[Data entries]
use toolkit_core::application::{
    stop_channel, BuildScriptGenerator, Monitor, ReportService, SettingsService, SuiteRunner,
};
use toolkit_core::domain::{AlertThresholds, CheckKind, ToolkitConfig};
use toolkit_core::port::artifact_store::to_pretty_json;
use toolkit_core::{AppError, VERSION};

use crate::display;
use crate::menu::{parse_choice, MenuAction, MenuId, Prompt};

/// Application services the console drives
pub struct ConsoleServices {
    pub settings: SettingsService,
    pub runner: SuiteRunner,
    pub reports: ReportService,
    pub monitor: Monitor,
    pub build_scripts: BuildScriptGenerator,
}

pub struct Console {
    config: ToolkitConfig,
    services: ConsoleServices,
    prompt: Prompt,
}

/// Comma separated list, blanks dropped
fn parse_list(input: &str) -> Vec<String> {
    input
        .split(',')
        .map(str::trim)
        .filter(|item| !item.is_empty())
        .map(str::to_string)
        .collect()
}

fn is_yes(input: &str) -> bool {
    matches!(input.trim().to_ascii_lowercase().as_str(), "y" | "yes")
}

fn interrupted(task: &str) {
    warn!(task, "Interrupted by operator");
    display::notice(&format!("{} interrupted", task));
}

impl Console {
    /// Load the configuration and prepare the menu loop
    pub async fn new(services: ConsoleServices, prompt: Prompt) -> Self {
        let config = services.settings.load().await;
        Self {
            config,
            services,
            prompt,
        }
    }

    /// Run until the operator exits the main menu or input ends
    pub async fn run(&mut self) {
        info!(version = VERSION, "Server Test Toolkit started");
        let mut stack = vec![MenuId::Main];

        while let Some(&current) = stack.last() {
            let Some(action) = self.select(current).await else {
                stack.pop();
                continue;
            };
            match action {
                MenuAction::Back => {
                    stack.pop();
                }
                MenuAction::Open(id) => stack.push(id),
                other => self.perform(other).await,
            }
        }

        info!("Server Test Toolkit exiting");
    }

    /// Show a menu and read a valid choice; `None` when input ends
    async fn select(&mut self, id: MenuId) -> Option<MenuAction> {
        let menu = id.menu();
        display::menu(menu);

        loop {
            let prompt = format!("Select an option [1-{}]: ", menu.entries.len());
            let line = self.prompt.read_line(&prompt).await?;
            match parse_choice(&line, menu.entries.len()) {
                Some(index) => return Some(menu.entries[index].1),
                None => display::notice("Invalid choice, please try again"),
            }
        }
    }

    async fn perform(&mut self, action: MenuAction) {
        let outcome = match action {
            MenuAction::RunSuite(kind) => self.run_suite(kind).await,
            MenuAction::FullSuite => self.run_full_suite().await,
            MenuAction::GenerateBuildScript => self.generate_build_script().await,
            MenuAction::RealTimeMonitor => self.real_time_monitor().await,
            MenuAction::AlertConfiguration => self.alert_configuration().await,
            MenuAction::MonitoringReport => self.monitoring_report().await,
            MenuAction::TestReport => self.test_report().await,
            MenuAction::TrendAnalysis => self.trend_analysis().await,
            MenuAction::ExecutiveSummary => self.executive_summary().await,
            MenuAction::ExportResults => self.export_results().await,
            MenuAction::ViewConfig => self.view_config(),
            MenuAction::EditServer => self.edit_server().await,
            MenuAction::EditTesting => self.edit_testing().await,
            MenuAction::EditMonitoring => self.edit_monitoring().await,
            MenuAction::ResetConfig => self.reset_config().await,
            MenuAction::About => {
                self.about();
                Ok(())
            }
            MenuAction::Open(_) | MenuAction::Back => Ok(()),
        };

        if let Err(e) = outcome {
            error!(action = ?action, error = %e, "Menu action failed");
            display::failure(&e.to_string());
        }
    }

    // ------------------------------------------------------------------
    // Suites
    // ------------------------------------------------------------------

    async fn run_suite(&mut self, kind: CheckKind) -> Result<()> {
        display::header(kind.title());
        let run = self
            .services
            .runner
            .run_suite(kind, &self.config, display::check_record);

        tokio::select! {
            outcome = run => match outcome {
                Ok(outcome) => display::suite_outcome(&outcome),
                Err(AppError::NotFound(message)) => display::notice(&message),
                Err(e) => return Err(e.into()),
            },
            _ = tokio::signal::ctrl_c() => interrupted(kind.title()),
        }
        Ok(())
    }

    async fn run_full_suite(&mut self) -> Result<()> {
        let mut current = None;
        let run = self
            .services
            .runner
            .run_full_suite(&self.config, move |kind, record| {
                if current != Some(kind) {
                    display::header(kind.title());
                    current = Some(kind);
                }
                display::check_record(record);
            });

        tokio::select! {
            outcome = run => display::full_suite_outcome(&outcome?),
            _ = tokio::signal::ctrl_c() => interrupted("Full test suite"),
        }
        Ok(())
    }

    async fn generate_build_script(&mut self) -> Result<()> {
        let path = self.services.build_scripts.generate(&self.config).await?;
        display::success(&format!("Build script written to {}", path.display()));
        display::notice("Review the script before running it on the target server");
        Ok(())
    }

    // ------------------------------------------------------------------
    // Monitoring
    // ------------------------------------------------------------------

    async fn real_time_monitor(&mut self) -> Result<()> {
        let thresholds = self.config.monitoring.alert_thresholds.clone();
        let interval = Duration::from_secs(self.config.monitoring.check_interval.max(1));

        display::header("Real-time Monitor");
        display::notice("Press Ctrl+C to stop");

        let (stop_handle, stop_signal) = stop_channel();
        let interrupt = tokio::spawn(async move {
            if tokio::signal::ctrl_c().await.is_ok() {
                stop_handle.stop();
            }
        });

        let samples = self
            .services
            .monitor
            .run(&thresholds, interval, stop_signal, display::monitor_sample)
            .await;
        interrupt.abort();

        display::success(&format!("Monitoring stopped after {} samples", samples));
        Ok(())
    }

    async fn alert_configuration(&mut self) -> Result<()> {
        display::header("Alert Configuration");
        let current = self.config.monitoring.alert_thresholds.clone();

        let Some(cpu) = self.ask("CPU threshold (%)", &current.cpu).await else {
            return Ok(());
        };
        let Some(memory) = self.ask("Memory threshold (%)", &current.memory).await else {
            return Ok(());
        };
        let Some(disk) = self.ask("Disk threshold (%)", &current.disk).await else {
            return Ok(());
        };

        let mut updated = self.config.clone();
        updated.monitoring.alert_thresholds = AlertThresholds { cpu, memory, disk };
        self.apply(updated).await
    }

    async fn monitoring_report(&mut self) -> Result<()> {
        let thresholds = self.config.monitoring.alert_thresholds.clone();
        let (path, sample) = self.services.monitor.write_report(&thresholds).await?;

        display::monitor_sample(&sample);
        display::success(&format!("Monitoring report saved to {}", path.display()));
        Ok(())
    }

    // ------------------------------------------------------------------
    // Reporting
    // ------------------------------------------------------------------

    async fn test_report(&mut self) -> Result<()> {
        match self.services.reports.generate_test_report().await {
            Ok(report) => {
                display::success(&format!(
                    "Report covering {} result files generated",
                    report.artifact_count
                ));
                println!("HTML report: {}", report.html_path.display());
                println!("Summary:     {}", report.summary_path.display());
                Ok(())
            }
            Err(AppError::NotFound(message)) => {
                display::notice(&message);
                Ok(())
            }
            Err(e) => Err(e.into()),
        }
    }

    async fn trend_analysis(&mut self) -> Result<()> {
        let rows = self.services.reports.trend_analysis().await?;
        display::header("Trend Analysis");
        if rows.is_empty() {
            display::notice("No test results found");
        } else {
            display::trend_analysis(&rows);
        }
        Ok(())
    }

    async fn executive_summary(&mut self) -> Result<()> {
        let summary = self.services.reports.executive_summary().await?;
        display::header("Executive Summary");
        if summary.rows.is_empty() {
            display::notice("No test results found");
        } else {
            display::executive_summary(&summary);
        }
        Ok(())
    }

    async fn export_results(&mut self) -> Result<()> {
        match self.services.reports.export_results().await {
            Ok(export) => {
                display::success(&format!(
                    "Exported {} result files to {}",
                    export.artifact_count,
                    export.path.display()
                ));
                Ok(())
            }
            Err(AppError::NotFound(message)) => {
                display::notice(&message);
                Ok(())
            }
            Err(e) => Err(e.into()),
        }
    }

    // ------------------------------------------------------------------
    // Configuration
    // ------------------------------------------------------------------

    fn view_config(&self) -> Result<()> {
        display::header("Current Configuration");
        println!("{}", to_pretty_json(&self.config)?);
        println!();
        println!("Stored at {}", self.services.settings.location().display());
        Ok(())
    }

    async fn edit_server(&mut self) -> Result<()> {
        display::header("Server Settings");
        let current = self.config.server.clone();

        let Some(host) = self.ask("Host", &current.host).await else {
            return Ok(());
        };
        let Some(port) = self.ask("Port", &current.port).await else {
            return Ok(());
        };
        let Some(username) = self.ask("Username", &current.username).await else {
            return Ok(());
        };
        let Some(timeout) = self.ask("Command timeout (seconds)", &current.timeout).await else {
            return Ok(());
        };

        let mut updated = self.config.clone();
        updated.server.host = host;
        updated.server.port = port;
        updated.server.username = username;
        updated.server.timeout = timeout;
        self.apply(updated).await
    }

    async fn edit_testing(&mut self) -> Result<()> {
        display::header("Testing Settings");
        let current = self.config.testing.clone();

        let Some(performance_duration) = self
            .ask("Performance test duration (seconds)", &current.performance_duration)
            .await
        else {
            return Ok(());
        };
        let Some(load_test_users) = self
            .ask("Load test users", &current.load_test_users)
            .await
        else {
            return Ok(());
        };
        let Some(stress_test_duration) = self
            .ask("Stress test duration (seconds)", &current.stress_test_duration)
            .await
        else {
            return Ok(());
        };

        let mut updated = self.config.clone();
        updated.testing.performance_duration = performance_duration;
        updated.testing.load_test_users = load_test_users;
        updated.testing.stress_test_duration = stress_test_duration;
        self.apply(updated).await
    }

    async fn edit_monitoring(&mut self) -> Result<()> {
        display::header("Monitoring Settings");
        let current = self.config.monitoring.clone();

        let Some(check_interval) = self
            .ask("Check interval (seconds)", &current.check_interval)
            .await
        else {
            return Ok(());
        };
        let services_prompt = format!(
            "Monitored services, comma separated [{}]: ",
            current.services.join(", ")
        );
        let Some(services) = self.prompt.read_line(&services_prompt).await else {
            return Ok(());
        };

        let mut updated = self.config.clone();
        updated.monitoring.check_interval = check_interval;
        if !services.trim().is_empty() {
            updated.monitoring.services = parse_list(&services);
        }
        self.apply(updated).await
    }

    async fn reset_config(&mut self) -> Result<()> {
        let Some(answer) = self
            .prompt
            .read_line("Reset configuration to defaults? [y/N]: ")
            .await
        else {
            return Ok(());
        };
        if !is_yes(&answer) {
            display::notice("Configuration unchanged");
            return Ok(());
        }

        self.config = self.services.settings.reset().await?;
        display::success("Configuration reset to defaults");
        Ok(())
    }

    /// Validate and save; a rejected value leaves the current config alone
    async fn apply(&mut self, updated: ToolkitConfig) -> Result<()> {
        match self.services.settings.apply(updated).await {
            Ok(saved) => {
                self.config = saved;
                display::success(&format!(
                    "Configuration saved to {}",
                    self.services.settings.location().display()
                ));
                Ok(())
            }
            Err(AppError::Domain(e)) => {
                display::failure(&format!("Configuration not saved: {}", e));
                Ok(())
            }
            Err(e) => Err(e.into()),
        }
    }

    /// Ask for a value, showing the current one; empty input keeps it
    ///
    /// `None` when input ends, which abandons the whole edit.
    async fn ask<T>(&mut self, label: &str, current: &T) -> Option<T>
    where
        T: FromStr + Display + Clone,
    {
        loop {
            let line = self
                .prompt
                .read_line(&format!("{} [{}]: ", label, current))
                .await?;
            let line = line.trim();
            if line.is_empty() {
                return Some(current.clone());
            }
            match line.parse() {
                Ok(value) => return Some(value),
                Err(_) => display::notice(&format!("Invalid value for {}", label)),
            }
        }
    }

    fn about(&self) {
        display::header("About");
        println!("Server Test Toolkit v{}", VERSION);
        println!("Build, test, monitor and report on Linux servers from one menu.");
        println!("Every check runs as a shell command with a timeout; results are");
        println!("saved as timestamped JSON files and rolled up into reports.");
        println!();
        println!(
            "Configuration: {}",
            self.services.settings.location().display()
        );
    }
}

- Brief: Repeat the entries above exactly, beginning at their first line and ending with the line that contains "fn interrupted(task: &str)", with nothing added.

- Response to the exercise:
use toolkit_core::application::{
    stop_channel, BuildScriptGenerator, Monitor, ReportService, SettingsService, SuiteRunner,
};
use toolkit_core::domain::{AlertThresholds, CheckKind, ToolkitConfig};
use toolkit_core::port::artifact_store::to_pretty_json;
use toolkit_core::{AppError, VERSION};

use crate::display;
use crate::menu::{parse_choice, MenuAction, MenuId, Prompt};

/// Application services the console drives
pub struct ConsoleServices {
    pub settings: SettingsService,
    pub runner: SuiteRunner,
    pub reports: ReportService,
    pub monitor: Monitor,
    pub build_scripts: BuildScriptGenerator,
}

pub struct Console {
    config: ToolkitConfig,
    services: ConsoleServices,
    prompt: Prompt,
}

/// Comma separated list, blanks dropped
fn parse_list(input: &str) -> Vec<String> {
    input
        .split(',')
        .map(str::trim)
        .filter(|item| !item.is_empty())
        .map(str::to_string)
        .collect()
}

fn is_yes(input: &str) -> bool {
    matches!(input.trim().to_ascii_lowercase().as_str(), "y" | "yes")
}

fn interrupted(task: &str) {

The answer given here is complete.